Often, important information is missing from a study. For example, the New England Journal of Medicine [2007;356:1915-27] published a paper on the HPV vaccine. It concluded that the vaccine “was highly effective” even though data in the study showed that vaccine efficacy was just 17% against high-grade cervical lesions. However, truly vital information that would help families to make informed vaccine decisions was never mentioned in the paper.

A secret FDA study [VRBPAC Meeting: May 18, 2006] had already found that the HPV vaccine may “enhance cervical disease” in girls who are sexually active prior to vaccination. In other words, the vaccine seems to work best in virgins and may actually increase a young woman’s chance of developing cervical cancer if she was previously exposed through sexual intercourse to HPV strains included in the vaccine.

In some instances, study results may be preordained. For example, when the vaccine-autism link became a public concern, vaccine proponents hastened to produce authentic-appearing studies that contradicted genuine data. Years ago, tobacco companies used this very same ploy. They financed numerous bogus studies ostensibly “proving” that cigarettes didn’t cause cancer. The real studies got lost in the muddle. Sadly, it’s all too easy to obfuscate truth and deceive the public.

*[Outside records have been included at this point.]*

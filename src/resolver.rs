//! Location resolution over the raw document tree.
//!
//! Converts a [`PathExpression`] into every concrete location it matches.
//! Arrays are always fanned out and every element contributes its own
//! index to the [`Pointer`], even when the array holds a single element.
//! A segment without matches ends that branch silently; absence is for
//! the rule logic to report.

use serde_json::Value as JsonValue;
use thiserror::Error;

use crate::types::{
    DocumentNode, Filter, PathExpression, PathSegment, Pointer, SegmentName, Selector,
    values_equal,
};

#[derive(Error, Debug, Clone, PartialEq, Eq)]
pub enum ResolveError {
    #[error("filter [{filter}] needs the authoritative model")]
    UnsupportedFilter { filter: String },
}

/// One resolved location
#[derive(Debug, Clone, PartialEq)]
pub struct Match<'a> {
    pub node: DocumentNode<'a>,
    pub pointer: Pointer,
    /// Type picked by a choice segment (`valueQuantity` gives `Quantity`)
    pub choice_type: Option<String>,
    /// Type declared by a structural model; the raw lane leaves it empty
    pub declared_type: Option<String>,
}

impl<'a> Match<'a> {
    pub fn new(node: DocumentNode<'a>, pointer: Pointer) -> Self {
        Self {
            node,
            pointer,
            choice_type: None,
            declared_type: None,
        }
    }
}

/// Resolver for the raw lane; needs nothing but the parsed tree.
#[derive(Debug, Default, Clone, Copy)]
pub struct LocationResolver;

impl LocationResolver {
    pub fn new() -> Self {
        Self
    }

    /// Resolve `path` starting at `root`, whose absolute location is `base`
    pub fn resolve<'a>(
        &self,
        root: DocumentNode<'a>,
        path: &PathExpression,
        base: &Pointer,
    ) -> Result<Vec<Match<'a>>, ResolveError> {
        self.resolve_from(&Match::new(root, base.clone()), path)
    }

    /// Resolve relative to an earlier match
    pub fn resolve_from<'a>(
        &self,
        start: &Match<'a>,
        path: &PathExpression,
    ) -> Result<Vec<Match<'a>>, ResolveError> {
        let mut current = if start.node.is_array() {
            fan_out(start.node, &start.pointer, None, false)
        } else {
            vec![start.clone()]
        };

        for segment in path.segments() {
            let mut next = Vec::new();
            for parent in &current {
                next.extend(step(parent, segment)?);
            }
            if next.is_empty() {
                return Ok(next);
            }
            current = next;
        }

        Ok(current)
    }

    /// Resolve inside one entry of the root collection
    /// (`/{collection}/{entry_index}/resource`)
    pub fn resolve_in_entry<'a>(
        &self,
        document: &'a JsonValue,
        collection: &str,
        path: &PathExpression,
        entry_index: usize,
    ) -> Result<Vec<Match<'a>>, ResolveError> {
        let base = Pointer::entry(collection, entry_index);
        match base.lookup(document) {
            Some(resource) => self.resolve(DocumentNode::new(resource), path, &base),
            None => Ok(Vec::new()),
        }
    }
}

/// Apply one segment to one parent
fn step<'a>(parent: &Match<'a>, segment: &PathSegment) -> Result<Vec<Match<'a>>, ResolveError> {
    let candidates: Vec<(&str, DocumentNode<'a>, Option<String>)> = match &segment.name {
        SegmentName::Field(name) => parent
            .node
            .field(name)
            .map(|node| (name.as_str(), node, None))
            .into_iter()
            .collect(),
        SegmentName::Wildcard => parent
            .node
            .fields()
            .into_iter()
            .map(|(field, node)| (field, node, None))
            .collect(),
        SegmentName::Choice(prefix) => parent
            .node
            .fields()
            .into_iter()
            .filter_map(|(field, node)| {
                choice_suffix(field, prefix).map(|suffix| (field, node, Some(suffix.to_string())))
            })
            .collect(),
    };

    let mut matches = Vec::new();
    for (field, child, choice_type) in candidates {
        if child.value().is_null() {
            continue;
        }
        let pointer = parent.pointer.child_field(field);
        let from_array = child.is_array();
        let mut items = if from_array {
            fan_out(child, &pointer, choice_type.clone(), true)
        } else {
            let mut single = Match::new(child, pointer);
            single.choice_type = choice_type.clone();
            vec![single]
        };

        for selector in &segment.selectors {
            items = apply_selector(items, selector, from_array)?;
        }
        matches.extend(items);
    }

    Ok(matches)
}

fn fan_out<'a>(
    array: DocumentNode<'a>,
    pointer: &Pointer,
    choice_type: Option<String>,
    skip_nulls: bool,
) -> Vec<Match<'a>> {
    array
        .elements()
        .into_iter()
        .filter(|(_, element)| !(skip_nulls && element.value().is_null()))
        .map(|(index, element)| {
            let mut m = Match::new(element, pointer.child_index(index));
            m.choice_type = choice_type.clone();
            m
        })
        .collect()
}

pub(crate) fn apply_selector<'a>(
    items: Vec<Match<'a>>,
    selector: &Selector,
    from_array: bool,
) -> Result<Vec<Match<'a>>, ResolveError> {
    match selector {
        Selector::Index(wanted) => Ok(items
            .into_iter()
            .filter(|m| {
                if from_array {
                    m.pointer.last_index() == Some(*wanted)
                } else {
                    *wanted == 0
                }
            })
            .collect()),
        Selector::Filter(Filter::Equals { field, literal }) => Ok(items
            .into_iter()
            .filter(|m| {
                m.node
                    .field(field)
                    .is_some_and(|v| v.is_scalar() && values_equal(v.value(), literal))
            })
            .collect()),
        Selector::Filter(Filter::Complex(text)) => Err(ResolveError::UnsupportedFilter {
            filter: text.clone(),
        }),
    }
}

/// `valueQuantity` with prefix `value` gives `Quantity`
pub(crate) fn choice_suffix<'s>(field: &'s str, prefix: &str) -> Option<&'s str> {
    field
        .strip_prefix(prefix)
        .filter(|rest| rest.starts_with(|c: char| c.is_ascii_uppercase()))
}

#[cfg(test)]
mod tests {
    use super::*;
    use serde_json::json;

    fn pointers(matches: &[Match<'_>]) -> Vec<String> {
        matches.iter().map(|m| m.pointer.to_string()).collect()
    }

    #[test]
    fn test_fan_out_every_element() {
        let doc = json!({"identifier": [{"system": "A"}, {"system": "B"}, {"system": "C"}]});
        let path = PathExpression::parse("identifier.system").unwrap();
        let matches = LocationResolver::new()
            .resolve(DocumentNode::new(&doc), &path, &Pointer::root())
            .unwrap();
        assert_eq!(
            pointers(&matches),
            vec![
                "/identifier/0/system",
                "/identifier/1/system",
                "/identifier/2/system"
            ]
        );
    }

    #[test]
    fn test_single_element_array_keeps_index() {
        let doc = json!({"identifier": [{"system": "A"}]});
        let path = PathExpression::parse("identifier.system").unwrap();
        let matches = LocationResolver::new()
            .resolve(DocumentNode::new(&doc), &path, &Pointer::root())
            .unwrap();
        assert_eq!(pointers(&matches), vec!["/identifier/0/system"]);
    }

    #[test]
    fn test_scalar_array_leaf_fans_out() {
        let doc = json!({"name": [{"given": ["Ann", "Marie"]}, {"given": ["Bo"]}]});
        let path = PathExpression::parse("name.given").unwrap();
        let matches = LocationResolver::new()
            .resolve(DocumentNode::new(&doc), &path, &Pointer::root())
            .unwrap();
        assert_eq!(
            pointers(&matches),
            vec!["/name/0/given/0", "/name/0/given/1", "/name/1/given/0"]
        );
    }

    #[test]
    fn test_missing_branch_is_empty_not_error() {
        let doc = json!({"name": [{"family": "X"}]});
        let path = PathExpression::parse("address.city").unwrap();
        let matches = LocationResolver::new()
            .resolve(DocumentNode::new(&doc), &path, &Pointer::root())
            .unwrap();
        assert!(matches.is_empty());
    }

    #[test]
    fn test_equality_filter_and_index() {
        let doc = json!({"identifier": [
            {"system": "A", "value": "1"},
            {"system": "B", "value": "2"},
            {"system": "A", "value": "3"}
        ]});
        let resolver = LocationResolver::new();
        let filtered = resolver
            .resolve(
                DocumentNode::new(&doc),
                &PathExpression::parse("identifier[system='A'].value").unwrap(),
                &Pointer::root(),
            )
            .unwrap();
        assert_eq!(
            pointers(&filtered),
            vec!["/identifier/0/value", "/identifier/2/value"]
        );

        let indexed = resolver
            .resolve(
                DocumentNode::new(&doc),
                &PathExpression::parse("identifier[1].value").unwrap(),
                &Pointer::root(),
            )
            .unwrap();
        assert_eq!(pointers(&indexed), vec!["/identifier/1/value"]);
    }

    #[test]
    fn test_complex_filter_refused() {
        let doc = json!({"identifier": [{"system": "A"}]});
        let path = PathExpression::parse("identifier[system != 'A']").unwrap();
        let result = LocationResolver::new().resolve(DocumentNode::new(&doc), &path, &Pointer::root());
        assert!(matches!(result, Err(ResolveError::UnsupportedFilter { .. })));
    }

    #[test]
    fn test_choice_segment() {
        let doc = json!({"component": [
            {"valueQuantity": {"value": 120}},
            {"valueString": "n/a"}
        ]});
        let path = PathExpression::parse("component.value[x]").unwrap();
        let matches = LocationResolver::new()
            .resolve(DocumentNode::new(&doc), &path, &Pointer::root())
            .unwrap();
        assert_eq!(
            pointers(&matches),
            vec!["/component/0/valueQuantity", "/component/1/valueString"]
        );
        assert_eq!(matches[0].choice_type.as_deref(), Some("Quantity"));
        assert_eq!(matches[1].choice_type.as_deref(), Some("String"));
    }

    #[test]
    fn test_resolve_in_entry() {
        let bundle = json!({"resourceType": "Bundle", "entry": [
            {"resource": {"resourceType": "Patient", "name": [{"family": "A"}]}},
            {"resource": {"resourceType": "Patient", "name": [{"family": "B"}]}}
        ]});
        let path = PathExpression::parse("name.family").unwrap();
        let matches = LocationResolver::new()
            .resolve_in_entry(&bundle, "entry", &path, 1)
            .unwrap();
        assert_eq!(pointers(&matches), vec!["/entry/1/resource/name/0/family"]);
        assert_eq!(matches[0].node.as_str(), Some("B"));
    }
}
//! # OctoFHIR RuleGuard
//!
//! A rule engine that validates FHIR-style JSON documents against declarative
//! rules and reports every violation with a stable, machine-readable error
//! code and an RFC 6901 pointer to the offending node.
//!
//! ## Features
//!
//! - **Deterministic diagnostics**: error codes are chosen by the engine from
//!   the rule type, never by rule authors
//! - **Two evaluation lanes**: an optional model-aware evaluator with an
//!   automatic, per-rule fallback to raw JSON navigation
//! - **Governance**: rule sets are reviewed before execution; blocked rules
//!   never run
//! - **Concurrent validation**: entries are validated in parallel batches
//!
//! ## Quick Start
//!
//! ```rust,no_run
//! use octofhir_ruleguard::*;
//! use serde_json::json;
//!
//! # fn example() -> Result<()> {
//! let config = EngineConfig::default();
//! let rules = RuleSet::compile(
//!     vec![RuleDefinition::new("patient-name", RuleType::Required, "Patient.name")],
//!     &config,
//! );
//! let context = ValidationContext::new(config);
//! let document = json!({"resourceType": "Patient"});
//!
//! for diagnostic in validate(&document, &rules, &context)? {
//!     println!("{} at {}", diagnostic.error_code, diagnostic.pointer);
//! }
//! # Ok(())
//! # }
//! ```

pub mod authoritative;
pub mod config;
pub mod error;
pub mod governance;
pub mod reference;
pub mod resolver;
pub mod terminology;
pub mod types;
pub mod utils;
pub mod validation;

pub use authoritative::{AuthoritativeEvaluator, LaneError, SchemaEvaluator, StructureModel};
pub use config::{EngineConfig, NormalizationMode, PerformanceConfig};
pub use error::Result; // Our Result type takes precedence
pub use error::RuleEngineError;
pub use governance::{
    GovernanceCode, GovernanceFinding, GovernanceReport, GovernanceSeverity, review,
    review_rule_set,
};
pub use reference::{ContainedIndex, EntryIndex, ReferenceResolution};
pub use resolver::{LocationResolver, Match};
pub use terminology::{Concept, TerminologySet};
pub use types::*;
pub use validation::{
    ErrorNormalizer, EvaluationPlan, EvaluationPlanner, ExecutableRule, RuleSet,
    ValidationContext, ValidationStats, Validator, validate,
};
//! Core data types: document view, pointers, path expressions, rules and
//! diagnostics.

pub mod diagnostic;
pub mod node;
pub mod path;
pub mod pointer;
pub mod rule;

pub use diagnostic::{
    Confidence, Diagnostic, DiagnosticSource, ErrorCode, Lane, Provenance, details,
};
pub use node::{DocumentNode, NodeKind, values_equal};
pub use path::{Filter, PathError, PathExpression, PathSegment, SegmentName, Selector};
pub use pointer::{Pointer, PointerSegment};
pub use rule::{CollectionFilter, RuleDefinition, RuleType, Severity};
pub(crate) fn coded_values<'a>(
    source: &dyn MatchSource,
    m: &Match<'a>,
) -> Result<Vec<CodedValue<'a>>, LaneError> {
    if let Some(code) = m.node.as_str() {
        return Ok(vec![CodedValue {
            system: None,
            code: Some(code),
            pointer: m.pointer.clone(),
        }]);
    }
    if !m.node.is_object() {
        return Ok(Vec::new());
    }
    if m.node.field("coding").is_some() {
        let coding_path = PathExpression::from_segments(vec![PathSegment::field("coding")]);
        let mut values = Vec::new();
        for coding in source.resolve(m, &coding_path)? {
            values.extend(coding_from_object(&coding));
        }
        return Ok(values);
    }
    Ok(coding_from_object(m).into_iter().collect())
}

fn coding_from_object<'a>(m: &Match<'a>) -> Option<CodedValue<'a>> {
    let system = m.node.field("system").and_then(|n| n.as_str());
    let code = m.node.field("code").and_then(|n| n.as_str());
    (system.is_some() || code.is_some()).then(|| CodedValue {
        system,
        code,
        pointer: m.pointer.clone(),
    })
}

fn code_membership(
    source: &dyn MatchSource,
    start: &Match<'_>,
    path: &PathExpression,
    expected_system: Option<&str>,
    value_set: Option<&str>,
    entry: &EntryContext<'_>,
    sink: &mut DiagnosticSink<'_>,
) -> Result<(), LaneError> {
    for m in source.resolve(start, path)? {
        for coded in coded_values(source, &m)? {
            if let Some(expected) = expected_system
                && coded.system != Some(expected)
            {
                sink.emit(
                    ErrorCode::CodeSystemMismatch,
                    coded.pointer,
                    json!({"expectedSystem": expected, "actualSystem": coded.system}),
                    format!("{path} must use code system {expected}"),
                );
                continue;
            }

            let (Some(value_set), Some(code)) = (value_set, coded.code) else {
                continue;
            };
            match entry.terminology.contains(value_set, coded.system, code) {
                Ok(true) => {}
                Ok(false) => sink.emit(
                    ErrorCode::CodeNotInValueset,
                    coded.pointer,
                    json!({"system": coded.system, "code": code, "valueSet": value_set}),
                    format!("{code} is not in value set {value_set}"),
                ),
                Err(TerminologyError::ValueSetNotFound { url }) => {
                    sink.configuration_error(
                        entry.base.clone(),
                        "valueSet",
                        format!("value set '{url}' is not available"),
                    );
                    return Ok(());
                }
            }
        }
    }
    Ok(())
}

fn reference_integrity(
    source: &dyn MatchSource,
    start: &Match<'_>,
    path: &PathExpression,
    target_types: &[String],
    allow_external: bool,
    entry: &EntryContext<'_>,
    sink: &mut DiagnosticSink<'_>,
) -> Result<(), LaneError> {
    for m in source.resolve(start, path)? {
        let (reference, pointer) = if m.node.is_object() {
            match m.node.field("reference") {
                // Logical references (identifier only) have nothing to resolve
                None => continue,
                Some(node) => (node.value(), m.pointer.child_field("reference")),
            }
        } else {
            (m.node.value(), m.pointer.clone())
        };

        let Some(text) = reference.as_str().filter(|s| !s.trim().is_empty()) else {
            sink.emit(
                ErrorCode::ReferenceInvalidFormat,
                pointer,
                json!({"reference": reference}),
                format!("{path} holds a malformed reference"),
            );
            continue;
        };

        let resolution = if text.starts_with('#') {
            entry.contained.resolve(text)
        } else {
            entry.entries.resolve(text)
        };

        let actual_type = match resolution {
            ReferenceResolution::Entry(target) => Some(target.resource_type),
            ReferenceResolution::Contained { resource_type } => Some(resource_type),
            ReferenceResolution::External { resource_type } if allow_external => resource_type,
            ReferenceResolution::External { .. } | ReferenceResolution::NotFound => {
                sink.emit(
                    ErrorCode::ReferenceNotFound,
                    pointer,
                    json!({"reference": text}),
                    format!("{text} does not resolve inside the document"),
                );
                continue;
            }
            ReferenceResolution::InvalidFormat => {
                sink.emit(
                    ErrorCode::ReferenceInvalidFormat,
                    pointer,
                    json!({"reference": text}),
                    format!("{text} is not a valid reference"),
                );
                continue;
            }
        };

        if let Some(actual) = actual_type
            && !target_types.is_empty()
            && !target_types.iter().any(|t| *t == actual)
        {
            sink.emit(
                ErrorCode::ReferenceTypeMismatch,
                pointer,
                json!({
                    "reference": text,
                    "expectedTypes": target_types,
                    "actualType": actual,
                }),
                format!("{text} points at {actual}, expected one of {}", target_types.join(", ")),
            );
        }
    }
    Ok(())
}

fn custom_predicate(
    source: &dyn MatchSource,
    start: &Match<'_>,
    path: &PathExpression,
    predicate: &Predicate,
    author_code: Option<&str>,
    entry: &EntryContext<'_>,
    sink: &mut DiagnosticSink<'_>,
) -> Result<(), LaneError> {
    let matches: Vec<Match<'_>> = source
        .resolve(start, path)?
        .into_iter()
        .filter(|m| !m.node.is_blank())
        .collect();
    let rendered = predicate.to_string();

    if predicate.operator == PredicateOperator::Exists {
        if matches.is_empty() {
            sink.emit(
                ErrorCode::CustomPredicateFailed,
                entry.base.clone(),
                json!({"predicate": rendered, "actual": null, "authorCode": author_code}),
                format!("{path} must exist"),
            );
        }
        return Ok(());
    }

    for m in &matches {
        if !predicate_holds(predicate, m) {
            sink.emit(
                ErrorCode::CustomPredicateFailed,
                m.pointer.clone(),
                json!({"predicate": rendered, "actual": m.node.value(), "authorCode": author_code}),
                format!("{path} fails {rendered}"),
            );
        }
    }
    Ok(())
}

fn predicate_holds(predicate: &Predicate, m: &Match<'_>) -> bool {
    let actual = m.node.value();
    match predicate.operator {
        PredicateOperator::Exists => true,
        PredicateOperator::NotExists => false,
        PredicateOperator::Equals => predicate
            .value
            .as_ref()
            .is_some_and(|v| values_equal(actual, v)),
        PredicateOperator::NotEquals => predicate
            .value
            .as_ref()
            .is_some_and(|v| !values_equal(actual, v)),
        PredicateOperator::GreaterThan => {
            compare(actual, predicate.value.as_ref()) == Some(Ordering::Greater)
        }
        PredicateOperator::LessThan => {
            compare(actual, predicate.value.as_ref()) == Some(Ordering::Less)
        }
        PredicateOperator::Matches => match (&predicate.regex, m.node.scalar_text()) {
            (Some(regex), Some(text)) => regex.is_match(&text),
            _ => false,
        },
    }
}

/// Numbers compare numerically, strings lexically (ISO dates sort correctly)
fn compare(actual: &JsonValue, expected: Option<&JsonValue>) -> Option<Ordering> {
    match (actual, expected?) {
        (JsonValue::Number(a), JsonValue::Number(b)) => a.as_f64()?.partial_cmp(&b.as_f64()?),
        (JsonValue::String(a), JsonValue::String(b)) => Some(a.as_str().cmp(b.as_str())),
        _ => None,
    }
}
//! Index-stable absolute locations inside a document.

use serde::{Deserialize, Deserializer, Serialize, Serializer};
use std::fmt;

#[derive(Debug, Clone, PartialEq, Eq, Hash, PartialOrd, Ord)]
pub enum PointerSegment {
    Field(String),
    Index(usize),
}

/// Absolute path from the document root.
///
/// Every array traversed contributes an explicit [`PointerSegment::Index`],
/// so the shape of a pointer never depends on how many elements an array
/// currently holds. Rendered as an RFC 6901 JSON Pointer.
#[derive(Debug, Clone, Default, PartialEq, Eq, Hash, PartialOrd, Ord)]
pub struct Pointer {
    segments: Vec<PointerSegment>,
}

impl Pointer {
    pub fn root() -> Self {
        Self::default()
    }

    pub fn from_segments(segments: Vec<PointerSegment>) -> Self {
        Self { segments }
    }

    /// Pointer to `entry/{index}/resource` under the given root collection
    pub fn entry(collection: &str, index: usize) -> Self {
        Self::root()
            .child_field(collection)
            .child_index(index)
            .child_field("resource")
    }

    pub fn child_field(&self, name: &str) -> Self {
        let mut segments = self.segments.clone();
        segments.push(PointerSegment::Field(name.to_string()));
        Self { segments }
    }

    pub fn child_index(&self, index: usize) -> Self {
        let mut segments = self.segments.clone();
        segments.push(PointerSegment::Index(index));
        Self { segments }
    }

    pub fn segments(&self) -> &[PointerSegment] {
        &self.segments
    }

    pub fn is_root(&self) -> bool {
        self.segments.is_empty()
    }

    pub fn last_index(&self) -> Option<usize> {
        match self.segments.last() {
            Some(PointerSegment::Index(i)) => Some(*i),
            _ => None,
        }
    }

    /// Parse an RFC 6901 pointer; all-digit segments become indices
    pub fn parse(text: &str) -> Option<Self> {
        if text.is_empty() {
            return Some(Self::root());
        }
        let rest = text.strip_prefix('/')?;
        let segments = rest
            .split('/')
            .map(|raw| {
                let unescaped = raw.replace("~1", "/").replace("~0", "~");
                if !unescaped.is_empty() && unescaped.bytes().all(|b| b.is_ascii_digit()) {
                    unescaped
                        .parse::<usize>()
                        .map(PointerSegment::Index)
                        .unwrap_or(PointerSegment::Field(unescaped))
                } else {
                    PointerSegment::Field(unescaped)
                }
            })
            .collect();
        Some(Self { segments })
    }

    /// Look the pointer up in a document
    pub fn lookup<'a>(&self, root: &'a serde_json::Value) -> Option<&'a serde_json::Value> {
        root.pointer(&self.to_string())
    }
}

impl fmt::Display for Pointer {
    fn fmt(&self, f: &mut fmt::Formatter<'_>) -> fmt::Result {
        for segment in &self.segments {
            match segment {
                PointerSegment::Field(name) => {
                    write!(f, "/{}", name.replace('~', "~0").replace('/', "~1"))?
                }
                PointerSegment::Index(i) => write!(f, "/{i}")?,
            }
        }
        Ok(())
    }
}

impl Serialize for Pointer {
    fn serialize<S: Serializer>(&self, serializer: S) -> Result<S::Ok, S::Error> {
        serializer.collect_str(self)
    }
}

impl<'de> Deserialize<'de> for Pointer {
    fn deserialize<D: Deserializer<'de>>(deserializer: D) -> Result<Self, D::Error> {
        let text = String::deserialize(deserializer)?;
        Pointer::parse(&text)
            .ok_or_else(|| serde::de::Error::custom(format!("invalid pointer: {text}")))
    }
}
//! Value acquisition for the two evaluation lanes.
//!
//! Rule semantics are written once against [`MatchSource`]; the lanes only
//! differ in how a path turns into matches.

use crate::authoritative::{AuthoritativeEvaluator, LaneError};
use crate::resolver::{LocationResolver, Match};
use crate::types::{Lane, PathExpression};

pub trait MatchSource {
    fn lane(&self) -> Lane;

    /// Resolve `path` relative to `start`
    fn resolve<'a>(
        &self,
        start: &Match<'a>,
        path: &PathExpression,
    ) -> Result<Vec<Match<'a>>, LaneError>;
}

/// Raw-tree lane; always available
#[derive(Debug, Default, Clone, Copy)]
pub struct RawLane {
    resolver: LocationResolver,
}

impl RawLane {
    pub fn new() -> Self {
        Self::default()
    }
}

impl MatchSource for RawLane {
    fn lane(&self) -> Lane {
        Lane::Raw
    }

    fn resolve<'a>(
        &self,
        start: &Match<'a>,
        path: &PathExpression,
    ) -> Result<Vec<Match<'a>>, LaneError> {
        Ok(self.resolver.resolve_from(start, path)?)
    }
}

/// Typed lane backed by an [`AuthoritativeEvaluator`]
pub struct AuthoritativeLane<'e> {
    evaluator: &'e dyn AuthoritativeEvaluator,
    resource_type: &'e str,
}

impl<'e> AuthoritativeLane<'e> {
    pub fn new(evaluator: &'e dyn AuthoritativeEvaluator, resource_type: &'e str) -> Self {
        Self {
            evaluator,
            resource_type,
        }
    }
}

impl MatchSource for AuthoritativeLane<'_> {
    fn lane(&self) -> Lane {
        Lane::Authoritative
    }

    fn resolve<'a>(
        &self,
        start: &Match<'a>,
        path: &PathExpression,
    ) -> Result<Vec<Match<'a>>, LaneError> {
        // Matches produced by this lane carry their declared type; anything
        // else is the entry resource itself.
        let context_type = start
            .declared_type
            .as_deref()
            .unwrap_or(self.resource_type);
        self.evaluator.evaluate(start, context_type, path)
    }
}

At the infamous Simpsonwood conference held in Norcross, Georgia [June 2000], CDC and FDA authorities knew that mercury in vaccines was damaging children. They had irrefutable proof: a comprehensive study conducted by the CDC itself. However, instead of making this important information public, they hatched a plan to produce additional “studies” that denied such a link. In fact, vaccine proponents had the audacity to claim in some of these papers that mercury in vaccines not only doesn’t hurt children but that it actually benefits them! In the topsy-turvy world of overreaching vaccine authorities, the well-documented neurotoxic chemical mercury somehow makes children smarter and more functional, improving cognitive development and motor skills. Of course, this is nonsense. Numerous real studies document mercury’s destructive effect on brain development and behavior.